Conteúdo informativo desenvolvido pela
Psicóloga
Maristela Vallim Botari CRP-SP 06-121677
sem a finalidade de substituir a
consulta psicológica, nem esgotar o tema.
Trata-se apenas de um convite à reflexão
O Transtorno da Compulsão Alimentar Periódica (TCAP) é caracterizado por episódios recorrentes de ingestão excessiva de alimentos acompanhados da sensação de perda de controle. Diferentemente da bulimia nervosa, esses episódios não são seguidos por comportamentos compensatórios, como vômitos autoinduzidos ou uso de laxantes. O diagnóstico é realizado por profissionais de saúde mental com base em critérios clínicos descritos no DSM-5, considerando a frequência dos episódios, o sofrimento associado e o impacto na vida cotidiana.
Pessoas com TCAP podem apresentar sentimentos de culpa, vergonha, ansiedade ou tristeza após os episódios compulsivos. O transtorno também pode estar associado a dificuldades emocionais, preocupação excessiva com peso e imagem corporal, além de sintomas de ansiedade ou depressão. Embora seja mais frequente em pessoas com obesidade, o transtorno pode ocorrer em indivíduos de diferentes perfis físicos.
O tratamento costuma envolver abordagens multidisciplinares, incluindo acompanhamento psicológico, médico e nutricional. Entre as modalidades terapêuticas mais estudadas estão a Terapia Cognitivo-Comportamental (TCC) e a Psicoterapia Interpessoal. Essas abordagens buscam ampliar a compreensão sobre padrões emocionais, pensamentos relacionados à alimentação e hábitos que podem estar associados aos episódios de compulsão alimentar.
Na Terapia Cognitivo-Comportamental, o trabalho pode envolver a identificação de pensamentos automáticos, crenças disfuncionais e situações emocionais relacionadas à alimentação. Também podem ser discutidas estratégias de enfrentamento, organização da rotina alimentar, percepção emocional e desenvolvimento de formas mais conscientes de lidar com estresse, frustração e ansiedade.
A psicoterapia também pode favorecer reflexões sobre autoestima, relações interpessoais, experiências emocionais e possíveis padrões de comportamento relacionados ao comer compulsivo. Em alguns casos, o acompanhamento integrado entre psicólogo, psiquiatra e nutricionista pode contribuir para uma compreensão mais ampla das necessidades do paciente.

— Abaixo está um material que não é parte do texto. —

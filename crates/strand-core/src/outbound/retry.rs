//! Retry policy: decides how often and how long to back off between sends.

use std::time::Duration;

use rand::Rng;

/// Exponential backoff for failed sends.
#[derive(Debug, Clone, PartialEq)]
pub struct RetryPolicy {
    /// Delay before the first retry.
    pub base_delay: Duration,

    /// Backoff multiplier for exponential backoff.
    pub multiplier: f64,

    /// Ceiling for a single delay.
    pub max_delay: Duration,

    /// Retries after the first attempt; `0` disables retrying.
    pub max_retries: u64,

    /// Fraction of the delay that is randomized, in `[0, 1]`.
    pub jitter: f64,
}

impl RetryPolicy {
    /// Policy for an outbound channel: 1s doubling up to 20s.
    pub fn for_retries(max_retries: u64) -> Self {
        Self {
            base_delay: Duration::from_secs(1),
            multiplier: 2.0,
            max_delay: Duration::from_secs(20),
            max_retries,
            jitter: 0.5,
        }
    }

    /// Total number of sends allowed, first attempt included.
    pub fn max_attempts(&self) -> u64 {
        self.max_retries.saturating_add(1)
    }

    /// Whether another send is allowed after `attempts` sends failed.
    pub fn should_retry(&self, attempts: u64) -> bool {
        attempts < self.max_attempts()
    }

    /// Delay before retry number `retry` (1-indexed), without jitter.
    ///
    /// delay = base_delay * multiplier^(retry - 1), capped at `max_delay`:
    /// 1s, 2s, 4s, 8s, 16s, 20s, 20s, ...
    pub fn next_delay(&self, retry: u32) -> Duration {
        let exponent = i32::try_from(retry.saturating_sub(1)).unwrap_or(i32::MAX);
        let delay_secs = self.base_delay.as_secs_f64() * self.multiplier.powi(exponent);
        Duration::try_from_secs_f64(delay_secs)
            .unwrap_or(self.max_delay)
            .min(self.max_delay)
    }

    /// [`RetryPolicy::next_delay`] with up to `jitter` of it randomized
    /// downwards, so retries of concurrent sends spread out.
    pub fn jittered_delay(&self, retry: u32) -> Duration {
        let delay = self.next_delay(retry);
        let jitter = self.jitter.clamp(0.0, 1.0);
        if jitter == 0.0 {
            return delay;
        }
        let factor = rand::thread_rng().gen_range((1.0 - jitter)..=1.0);
        delay.mul_f64(factor)
    }
}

É importante destacar que cada pessoa apresenta uma experiência singular em relação ao transtorno alimentar, e o processo terapêutico deve ser individualizado, respeitando as características e demandas de cada caso.
Referências bibliográficas
- Diagnostic and Statistical Manual of Mental Disorders (DSM-5) — American Psychiatric Association.
- Tratando a Compulsão Alimentar: Um Manual do Terapeuta — Christopher G. Fairburn.
- Claudino, A. M.; Borges, M. B. F. “Critérios diagnósticos para os transtornos alimentares: conceitos em evolução”. Revista Brasileira de Psiquiatria, 2002.
- MSD Manuals – Transtorno de Compulsão Alimentar
- Judith Beck — autora do método “Pense Magro”.